◆ **Data to use**:

*** Block opens ***

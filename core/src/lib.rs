//! # OurNest Core
//!
//! Core business logic and domain layer for the OurNest backend.
//! This crate contains the OTP challenge ledger, domain entities, business
//! services, repository interfaces and error types.

pub mod domain;
pub mod errors;
pub mod repositories;
pub mod services;

// Re-export commonly used types for convenience
pub use domain::{AccessToken, AuthResponse, Claims, IssuedChallenge, User};
pub use errors::{AuthError, DomainError, DomainResult, OtpError, TokenError};
pub use repositories::{UserLogin, UserRepository};
pub use services::{
    AuthService, AuthServiceConfig, CodeDigester, NotificationSink, OtpLedger, OtpLedgerConfig,
    OtpSweeper, OtpSweeperConfig, TokenService, TokenServiceConfig,
};
//! Repository implementations for core interfaces

pub mod in_memory_user_repository;

pub use in_memory_user_repository::InMemoryUserRepository;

*** Block closes ***

◆ **Task prompt**: What lines of the listing contain the word "business"? Copy them all.

◆ **Response to the task**:
//! Core business logic and domain layer for the OurNest backend.
//! This crate contains the OTP challenge ledger, domain entities, business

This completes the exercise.